You could consider using GCC function attribute for visibility and make it hidden, i.e. adding __attribute__((visibility ("hidden")))
at many appropriate places in your header file.
You'll then hide thus your useless symbols, and keep the good ones.
This is a GCC extension (perhaps supported by other compilers like Clang or Icc).
addenda
In the Linux world, a shared library should export functions (or perhaps global data) by their names, as published in header files. Otherwise, don't call these functions "exported" -they are not!
If you absolutely want to have a function in a shared library which is reachable but not exported, you could register it in some way (for instance, putting the function pointer in some slot of a global data, e.g. an array), this means that you have (or provide) some function registration machinery. But this is not an exported function anymore.
To be more concrete, you could have in your main program a global array of function pointers
// in a global header.h
// signature of some functions
typedef void signature_t(int, char*);
#define MAX_NBFUN 100
// global array of function pointers
extern signature_t *funtab[MAX_NBFUN];
then in your main.c
file of your program
signature_t *funtab[MAX_NBFUN];
Then in your shared object (.e.g. in myshared.c
file compiled into libmyshared.so
) a constructor function:
static my_constructor(void) __attribute__((constructor));
static myfun(int, char*); // defined elsewhere is the same file
static void
my_constructor(void) { // called at shared object initialization
funtab[3] = myfun;
}
Later on your main program (or some other shared object) might call
funtab[3](124, "foo");
but I would never call such things "exported" functions, only reachable functions.
See also C++ software like Qt, FLTK, RefPerSys, GCC, GTKmm, FOX-Toolkit, Clang, etc.... They all are extendable thru plugins or callbacks or closures (and internally a good C++ compiler would emit and optimize calls to closures for C++ lambda expressions). Look also inside interpreters like Python, fish, Lua, or GNU guile, you can extend them with C++ code.
Consider also generating machine code on the fly and using it in your program. Libraries like asmjit or libgccjit or LLVM or GNU lightning could be helpful.
On Linux, you might generate at runtime some C++ code into /tmp/generated.cc
, compile that code into a /tmp/generated-plugin.so
plugin by forking (perhaps with system(3) or popen(3)...) some command like g++ -Wall -O -fPIC -shared /tmp/generated.cc -o /tmp/generated-plugin.so
then use dlopen(3) and dlsym(3). Use then extern "C"
functions, and see the C++ dlopen minihowto. You might be interested in __attribute__((constructor))
.
My personal experience (in past projects that I am not allowed to mention here, but are mentioned on my web page) is that you can on Linux generate many hundred thousands plugins.

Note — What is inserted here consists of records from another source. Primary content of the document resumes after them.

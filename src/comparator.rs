//! Orderings over gem collections
//!
//! All sorts are stable: gems with equal keys keep their relative input order.

use std::cmp::Ordering;

use crate::model::Gem;

/// Available sort orders
#[derive(Debug, Clone, Copy, PartialEq, Eq)]
pub enum SortKey {
    /// Case-insensitive name
    Name,
    /// Ascending value
    Value,
    /// Case-insensitive origin
    Origin,
    /// Precious before semi-precious, then ascending value
    CategoryThenValue,
}

impl SortKey {
    /// The comparison function for this key
    pub fn comparator(&self) -> fn(&Gem, &Gem) -> Ordering {
        match self {
            SortKey::Name => by_name,
            SortKey::Value => by_value,
            SortKey::Origin => by_origin,
            SortKey::CategoryThenValue => by_category_then_value,
        }
    }
}

/// Compare two strings ignoring case
pub fn cmp_ignore_case(a: &str, b: &str) -> Ordering {
    a.chars()
        .flat_map(char::to_lowercase)
        .cmp(b.chars().flat_map(char::to_lowercase))
}

/// Order by name, ignoring case
pub fn by_name(a: &Gem, b: &Gem) -> Ordering {
    cmp_ignore_case(&a.name, &b.name)
}

/// Order by value, ascending; gems without a value come first
pub fn by_value(a: &Gem, b: &Gem) -> Ordering {
    a.value.cmp(&b.value)
}

/// Order by origin, ignoring case
pub fn by_origin(a: &Gem, b: &Gem) -> Ordering {
    cmp_ignore_case(&a.origin, &b.origin)
}

/// Order by category rank, then ascending value
pub fn by_category_then_value(a: &Gem, b: &Gem) -> Ordering {
    a.preciousness
        .map(|p| p.rank())
        .cmp(&b.preciousness.map(|p| p.rank()))
        .then_with(|| by_value(a, b))
}

/// Sort gems in place by `key`
pub fn sort_gems(gems: &mut [Gem], key: SortKey) {
    gems.sort_by(key.comparator());
}

/// Sorted copy of `gems`, leaving the input untouched
pub fn sorted(gems: &[Gem], key: SortKey) -> Vec<Gem> {
    let mut copy = gems.to_vec();
    sort_gems(&mut copy, key);
    copy
}
//! # Gem Catalog Record Model
//!
//! Plain data types produced by every parser in [`crate::parser`]:
//!
//! ```text
//! Gem (id, name, preciousness, origin, value)
//! └── VisualParameters* (transparency, facets)
//!     └── Color*
//! ```
//!
//! Decimal fields use [`bigdecimal::BigDecimal`] so values of any precision
//! round-trip exactly from their document text. Enumerations decode from their
//! canonical lowercase strings only (case-sensitive, no trimming).

mod builder;
mod color;
mod gem;
mod preciousness;


pub use builder::{GemBuilder, VisualParametersBuilder};
pub use color::Color;
pub use gem::{Gem, VisualParameters};
pub use preciousness::Preciousness;

/// Error returned when text does not match any canonical enumeration string
#[derive(Debug, Clone, PartialEq, Eq, thiserror::Error)]
#[error("Unknown {kind}: {value:?}")]
pub struct UnknownEnumValue {
    /// Name of the enumeration that rejected the text ("color", "preciousness")
    pub kind: &'static str,
    /// The rejected text, verbatim
    pub value: String,
}

impl UnknownEnumValue {
    pub(crate) fn new(kind: &'static str, value: &str) -> Self {
        Self {
            kind,
            value: value.to_string(),
        }
    }
}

I would still dare mention my manydl.c program (whose GPLv3+ license allows you to adapt it to C++).
At the conceptual level, reading the GC handbook might be helpful. There is a delicate issue in garbage collecting code (or plugins).
Read also Drepper's paper How to write shared libraries, see elf(5), ld(1), nm(1), readelf(1), ldd(1), execve(2), mmap(2), syscalls(2), dlopen(3), dlsym(3), Advanced Linux Programming, the Program Library HOWTO, the C++ dlopen mini-howto, and Ian Taylor's libbacktrace.